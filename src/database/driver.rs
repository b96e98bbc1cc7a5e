//! SQL Server driver seam and its tiberius + bb8 implementation.

use crate::database::auth::{ConnectionAuth, ConnectionConfig};
use crate::database::query::{collect_rows, truncate_for_log, QueryResult};
use crate::database::types::SqlParam;
use crate::error::ServerError;
use async_trait::async_trait;
use bb8::{Pool, PooledConnection};
use bb8_tiberius::ConnectionManager as TiberiusManager;
use secrecy::ExposeSecret;
use std::future::Future;
use std::sync::atomic::{AtomicBool, Ordering};
use std::sync::Arc;
use std::time::{Duration, Instant};
use tiberius::{AuthMethod, Config, EncryptionLevel, ToSql};
use tracing::{debug, info, instrument};

/// Executes parameterized statements against one connection pool.
///
/// Parameters are bound positionally as `@P1..@Pn`.
#[async_trait]
pub trait SqlExecutor: Send + Sync {
    /// Run a statement that returns rows, keeping at most `max_rows`.
    async fn query(
        &self,
        sql: &str,
        params: &[SqlParam],
        max_rows: usize,
    ) -> Result<QueryResult, ServerError>;

    /// Run a statement and return the number of affected rows.
    async fn execute(&self, sql: &str, params: &[SqlParam]) -> Result<u64, ServerError>;

    /// Whether the pool still holds live connections.
    fn is_connected(&self) -> bool;

    /// Close the pool. Further statements fail.
    async fn close(&self);
}

/// Opens connection pools.
#[async_trait]
pub trait Connector: Send + Sync {
    async fn connect(&self, config: &ConnectionConfig) -> Result<Arc<dyn SqlExecutor>, ServerError>;
}

/// Opens bb8 pools of tiberius connections.
#[derive(Debug, Clone, Copy, Default)]
pub struct TiberiusConnector;

#[async_trait]
impl Connector for TiberiusConnector {
    async fn connect(&self, config: &ConnectionConfig) -> Result<Arc<dyn SqlExecutor>, ServerError> {
        let pool = TiberiusPool::connect(config).await?;
        Ok(Arc::new(pool))
    }
}

/// Build a tiberius configuration from connection settings.
fn tiberius_config(config: &ConnectionConfig) -> Config {
    let mut tds = Config::new();

    tds.host(&config.host);
    tds.port(config.port);
    tds.database(&config.database);
    tds.application_name(&config.application_name);

    if config.encrypt {
        tds.encryption(EncryptionLevel::Required);
    } else {
        tds.encryption(EncryptionLevel::Off);
    }

    if config.trust_server_certificate {
        tds.trust_cert();
    }

    match &config.auth {
        ConnectionAuth::Static { username, password } => {
            tds.authentication(AuthMethod::sql_server(username, password.expose_secret()));
        }
        ConnectionAuth::Token { token } => {
            tds.authentication(AuthMethod::aad_token(token.expose_secret()));
        }
    }

    tds
}

/// A bb8 pool of tiberius connections.
pub struct TiberiusPool {
    pool: Pool<TiberiusManager>,
    query_timeout: Duration,
    closed: AtomicBool,
}

impl TiberiusPool {
    /// Create the pool and verify connectivity with a test query.
    pub async fn connect(config: &ConnectionConfig) -> Result<Self, ServerError> {
        info!(
            "Creating connection pool for {}:{}/{} (max: {})",
            config.host, config.port, config.database, config.max_connections
        );

        let manager = TiberiusManager::new(tiberius_config(config));
        let pool = Pool::builder()
            .max_size(config.max_connections)
            .min_idle(Some(1))
            .connection_timeout(config.connect_timeout)
            .idle_timeout(Some(config.idle_timeout))
            .build(manager)
            .await
            .map_err(|e| ServerError::connection_with_source("Failed to create connection pool", e))?;

        let pool = Self {
            pool,
            query_timeout: config.query_timeout,
            closed: AtomicBool::new(false),
        };

        // Warm up the pool with a test query
        pool.query("SELECT 1", &[], 1)
            .await
            .map_err(|e| ServerError::connection_with_source("Failed to establish initial connection", e))?;
        debug!("Initial connection test successful");

        info!("Connection pool created successfully");
        Ok(pool)
    }

    async fn get(&self) -> Result<PooledConnection<'_, TiberiusManager>, ServerError> {
        if self.closed.load(Ordering::Acquire) {
            return Err(ServerError::connection("Connection pool is closed"));
        }

        self.pool
            .get()
            .await
            .map_err(|e| ServerError::connection(format!("Failed to get connection: {}", e)))
    }

    /// Run `fut` under the configured query timeout.
    async fn with_timeout<T>(
        &self,
        fut: impl Future<Output = Result<T, ServerError>>,
    ) -> Result<T, ServerError> {
        tokio::time::timeout(self.query_timeout, fut)
            .await
            .map_err(|_| ServerError::timeout(self.query_timeout.as_secs()))?
    }
}

#[async_trait]
impl SqlExecutor for TiberiusPool {
    #[instrument(skip(self, params), fields(params = params.len()))]
    async fn query(
        &self,
        sql: &str,
        params: &[SqlParam],
        max_rows: usize,
    ) -> Result<QueryResult, ServerError> {
        let start = Instant::now();
        debug!("Executing query: {}", truncate_for_log(sql, 200));

        let result = self
            .with_timeout(async {
                let mut conn = self.get().await?;
                let bound: Vec<&dyn ToSql> = params.iter().map(SqlParam::as_to_sql).collect();
                let stream = conn.query(sql, &bound).await?;
                collect_rows(stream, max_rows).await
            })
            .await?;

        debug!(
            "Query completed: {} rows in {} ms",
            result.rows.len(),
            start.elapsed().as_millis()
        );
        Ok(result)
    }

    #[instrument(skip(self, params), fields(params = params.len()))]
    async fn execute(&self, sql: &str, params: &[SqlParam]) -> Result<u64, ServerError> {
        debug!("Executing statement: {}", truncate_for_log(sql, 200));

        let rows_affected = self
            .with_timeout(async {
                let mut conn = self.get().await?;
                let bound: Vec<&dyn ToSql> = params.iter().map(SqlParam::as_to_sql).collect();
                let result = conn.execute(sql, &bound).await?;
                Ok(result.total())
            })
            .await?;

        debug!("Statement completed: {} rows affected", rows_affected);
        Ok(rows_affected)
    }

    fn is_connected(&self) -> bool {
        !self.closed.load(Ordering::Acquire) && self.pool.state().connections > 0
    }

    async fn close(&self) {
        // bb8 tears connections down once the last pool handle is dropped
        self.closed.store(true, Ordering::Release);
        debug!("Connection pool closed");
    }
}
//! Security module for identifier handling, query validation and secret redaction.

mod identifiers;
mod injection;
mod redaction;
mod validation;

pub use identifiers::{
    escape_identifier, escape_single_identifier, parse_qualified_name, validate_word_identifier, MAX_IDENTIFIER_LENGTH,
};
pub use injection::InjectionDetector;
pub use redaction::{redact_credentials, redact_secret, REDACTED};
pub use validation::ReadQueryValidator;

--*--

Your objective:
From the listing, copy every line where the string "authentication" appears.

Output below:
            tds.authentication(AuthMethod::sql_server(username, password.expose_secret()));
            tds.authentication(AuthMethod::aad_token(token.expose_secret()));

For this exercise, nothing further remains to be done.